La question se pose de reporter les élections régionales et départementales pour des raisons sanitaires. On aura le rapport au mois d’avril. Mais ce qui me choque, c’est qu’il y a quelques semaines, on a splendidement écarté les deux réponses indiscutables à une telle situation d’épidémie, le vote par correspondance et par internet. Alors même qu’aux États-Unis 100 millions de personnes ont voté par correspondance!… Et qu’en Allemagne et en Suisse cette possibilité permet à des scrutins de se tenir malgré l’épidémie. Le refus de toute novation, dans le monde politique français, est un symptôme des névroses dans lesquelles nous nous enfermons.
Est-ce que la France a les moyens d’un troisième confinement ? À titre d’exemple, l’Espagne affirme ne pas pouvoir se le permettre.
La France a été, parmi les pays du monde, le plus solidaire et le plus généreux à l’endroit de tous ceux qui souffrent de la crise, entreprises, commerces, travailleurs, familles. Nous avons emprunté aux conditions incroyables permises par la BCE et les autres grandes banques centrales. Je vais dans les jours qui viennent faire une communication sur cette dette dans le cadre du Haut-Commissariat au Plan. Car la dette Covid n’est pas une dette comme les autres. C’est une dette dans laquelle nous n’avons aucune responsabilité, que nous subissons, un peu comme une dette de guerre. Elle doit être traitée différemment. Mais ce n’est pas la seule question. Nous devons faire simultanément deux choses: sauver le pays, freiner la contagion et en même temps penser ce qui sera le sujet dominant de la décennie: la reconquête de la production française dans l’industrie, l’énergie et l’agriculture. La pénurie de médicaments vitaux que nous avons connue l’an dernier nous dicte une obligation morale et économique.
Que répondez-vous à ceux qui estiment qu’il ne faut pas rembourser la dette ?
Si l’on se risquait à soutenir un tel choix, les conséquences seraient très dangereuses. Les grandes banques centrales, en choisissant d’alimenter coûte que coûte les économies du monde, nous ouvrent une chance historique. Car si nous n’avions pas cette capacité à emprunter, tous les discours sur la relance, les investissements et la reconquête n’auraient aucun sens. Mais ces emprunts doivent être pris au sérieux, sinon cette chance s’évaporera.
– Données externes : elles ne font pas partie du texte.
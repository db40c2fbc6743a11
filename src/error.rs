//! Error types shared by every estimator and the comparison harness.

use std::path::PathBuf;

use crate::estimate::Method;

/// Result alias for estimator and harness operations.
pub type EstimateResult<T> = Result<T, EstimateError>;

/// Errors produced while estimating π.
///
/// Every variant is surfaced synchronously to the immediate caller; nothing
/// is retried.
#[derive(Debug, Clone, PartialEq, Eq, thiserror::Error)]
pub enum EstimateError {
    /// A term/iteration/sample/digit count is zero, negative, or otherwise
    /// outside the domain of the method.
    #[error("invalid {parameter} = {value}: {reason}")]
    InvalidArgument {
        parameter: &'static str,
        value: i128,
        reason: &'static str,
    },

    /// A method name did not match any known estimator.
    #[error("unknown estimation method `{0}`")]
    UnknownMethod(String),

    /// The run was stopped through its [`CancelToken`](crate::cancel::CancelToken).
    #[error("{method} estimation was cancelled")]
    Cancelled { method: Method },
}

impl EstimateError {
    pub(crate) fn non_positive(parameter: &'static str, value: impl Into<i128>) -> Self {
        EstimateError::InvalidArgument {
            parameter,
            value: value.into(),
            reason: "must be a positive integer",
        }
    }
}

/// Errors produced while loading a [`Config`](crate::config::Config).
#[derive(Debug, thiserror::Error)]
pub enum ConfigError {
    #[error("failed to read config file {}", path.display())]
    Io {
        path: PathBuf,
        #[source]
        source: std::io::Error,
    },

    #[error("failed to parse config file {}", path.display())]
    Parse {
        path: PathBuf,
        #[source]
        source: toml::de::Error,
    },

    /// A configured value is out of domain for its method.
    #[error(transparent)]
    Invalid(#[from] EstimateError),
}

/// Converts a signed count coming from an outer caller into the unsigned
/// count the estimators take.
///
/// # Returns
/// - `Err(InvalidArgument)` if `value <= 0`.
///
/// # Examples
/// ```
/// use pi_calculator::error::validate_count;
/// assert_eq!(validate_count("terms", 10).unwrap(), 10);
/// assert!(validate_count("terms", 0).is_err());
/// assert!(validate_count("terms", -3).is_err());
/// ```
pub fn validate_count(parameter: &'static str, value: i64) -> EstimateResult<u64> {
    if value <= 0 {
        return Err(EstimateError::non_positive(parameter, value));
    }
    Ok(value as u64)
}

/// Rejects a zero count.
pub(crate) fn require_positive(parameter: &'static str, value: u64) -> EstimateResult<u64> {
    if value == 0 {
        return Err(EstimateError::non_positive(parameter, value));
    }
    Ok(value)
}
Votre campagne en 2012 avait déjà pour thème principal «Produire en France». En une décennie, rien n’a donc changé ?
On ne peut qu’être frappé par l’effondrement de l’industrie française. Qui ne voit la désinvolture avec laquelle on a laissé filer à l’étranger la production française. Un État se doit d’être inflexible pour un certain nombre de productions vitales pour le pays.
Vous approuvez donc le gouvernement quand il s’oppose au mariage entre Carrefour et un groupe canadien ?
Voir partir des fleurons de l’économie nationale avec les centres de décision qui vont avec est un drame national. Pour moi, la crise nous a placés à un tournant vital pour notre pays. C’est vrai en économie, en politique et dans notre conception du social. Nous devons faire face à des rendez-vous, que nous avons voulu éluder pendant longtemps, mais qui sont proprement de vie ou de mort.
La France en a-t-elle pris le chemin ?
Dans la conscience collective des Français, la crise sanitaire ne serait qu’une parenthèse dont on pourrait, dès que possible, reprendre la vie comme avant. Non seulement elle ne recommencera pas comme avant et il ne faudrait pas qu’elle le puisse. De toute la nation, vient une prise de conscience de la nécessité d’un rassemblement.